THE TASK: State how many lines in the listing below hold the string "rustc"; nothing else is wanted.

---

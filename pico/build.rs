use std::env;
use std::fs::File;
use std::io::Write;
use std::path::PathBuf;

fn main() {
    let out = &PathBuf::from(env::var_os("OUT_DIR").unwrap());
    File::create(out.join("memory.x"))
        .unwrap()
        .write_all(include_bytes!("memory.x"))
        .unwrap();
    println!("cargo:rustc-link-search={}", out.display());
    println!("cargo:rerun-if-changed=memory.x");

    println!("cargo:rustc-link-arg-bins=--nmagic");
    println!("cargo:rustc-link-arg-bins=-Tlink.x");
    println!("cargo:rustc-link-arg-bins=-Tdefmt.x");
}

---

WRITTEN SOLUTION: 4